“Blooms” in My July Garden

July has been gentle this year. We’ve had miraculously cool breezes and refreshing summer rainstorms. There has been no string of days over 100° F. Friends and family have had the energy to visit, and the flowers have had enough pep to welcome them with petaled smiles. Here is a list of “blooms” in my life and in my garden over the past month:


Tuberose: Many of the perfumes in the world use this flower! Here in Texas, the ‘Mexican Single’ is reliable. It is tall, elegantly beautiful, and, at certain times of day, its scent rivals the scent of a gardenia. I had a pleasant experience buying my tuberose bulbs online from a family in Tennessee. They included a Bible verse and extra (free) bulbs with my order! The bulbs they sent me have been blooming happily for several summers now.

* Cottonwood “snow” drifting down upon sisters as we twirled in Minnow Creek

* A giant orange ball of sun sinking in the sky


Surprise Lilies: The common name for lycoris squamigera is “naked ladies,” but if that is too embarrassing to say, many people also call them surprise lilies. Although the tops of their long stalks are bedecked in a dazzle of pink, their stems have nary a leaf (hence, the name, “naked ladies”).  This is a remarkable plant. It actually does have leaves (but not at the same time as it has flowers.) The foliage comes in early spring, but soon it dies away, leaving not a trace, until . . . surprise! The naked ladies spring from the ground just when I’m beginning to doubt their existence.

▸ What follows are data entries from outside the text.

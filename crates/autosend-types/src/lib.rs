//! # autosend-types
//!
//! Data model consumed by the autonomous-send decision engine.
//!
//! Everything here is read-only input assembled by the caller from
//! already-fetched collaborator data: user and channel settings, the contact
//! profile, the upstream supervisor verdict and the wall-clock hour.
//!
//! ## Fail-Closed Inputs
//!
//! The `*Input` types in [`input`] mirror the wire shape with every field
//! optional. Converting them resolves each missing or malformed field to the
//! value that blocks autonomous sending, never to the permissive one.

pub mod contact;
pub mod context;
pub mod error;
pub mod input;
pub mod settings;
pub mod verdict;

pub use contact::Contact;
pub use context::DecisionContext;
pub use error::ContextError;
pub use input::{
    ChannelSettingsInput, ContactInput, DecisionContextInput, SupervisorVerdictInput,
    UserSettingsInput,
};
pub use settings::{ChannelSettings, UserSettings, WorkingHours};
pub use verdict::{MessageType, SchedulingClarity, SupervisorVerdict};
//! # autosend
//!
//! Authorization core for autonomous replies. Re-exports the decision engine,
//! the input model and the feedback analyzer, and wires them from layered
//! configuration.
//!
//! ```no_run
//! use autosend::{AutoSendConfig, DecisionContextInput};
//!
//! # fn main() -> Result<(), Box<dyn std::error::Error>> {
//! let config = AutoSendConfig::load(Some("autosend.toml"))?;
//! autosend::init_tracing(&config.logging)?;
//!
//! let engine = config.build_engine()?;
//! let ctx = DecisionContextInput::from_json(r#"{"userSettings":{"autoSendEnabled":true}}"#)?;
//! let decision = engine.decide("user-1", "Thanks, Tuesday works.", &ctx);
//! if !decision.is_auto_send() {
//!     // hand the draft to a human
//! }
//! # Ok(())
//! # }
//! ```

pub mod config;
pub mod error;
pub mod logging;

pub use config::{AutoSendConfig, HardBlockConfig, LoggingConfig, RateLimitConfig};
pub use error::ConfigError;
pub use logging::init_tracing;

pub use autosend_feedback::{
    edit_distance, DeltaAnalyzer, DeltaClassification, DeltaResult, DeltaThresholds,
    FeedbackAction, FeedbackError, FeedbackSignal,
};
pub use autosend_gate::{
    check_hard_block, AutoSendDecision, AutoSendEngine, AutoSendEngineBuilder, Clock,
    Disposition, EvaluationOutcome, GateError, GateId, GatePipeline, GateResult, HardBlock,
    HardBlockReason, HardBlockResult, InMemoryRateLimitStore, ManualClock, QuotaPolicy,
    RateLimitDecision, RateLimitPolicy, RateLimitStore, RateLimiter, SystemClock, TopicPattern,
    RATE_LIMIT_EXCEEDED,
};
pub use autosend_types::{
    ChannelSettings, Contact, ContextError, DecisionContext, DecisionContextInput, MessageType,
    SchedulingClarity, SupervisorVerdict, UserSettings, WorkingHours,
};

* The description of Aslan’s face in The Magician’s Nephew by C.S. Lewis

* “Lord, I Need You” – This song is a great comfort (especially during a night when I felt the weight of my feebleness).


Hibiscus ‘Summer Storm’: The blooms are so surprisingly large and beautiful! When I first catch sight of one in the morning, I draw in my breath with an “Oh!”

* Friends whose love is not contingent upon my “accomplishments” in life

* Little One baking (and eating) granola bars with me


‘Grandpa Ott’ morning glory: I planted this vine years ago, and it won’t leave. It reseeds everywhere, sprouting up like tangled weeds. Sometimes I pretend I want it to disappear. I pull up most of the seedlings, but I always keep a few because I can’t bear to stamp out those marvelous deep-purple blooms.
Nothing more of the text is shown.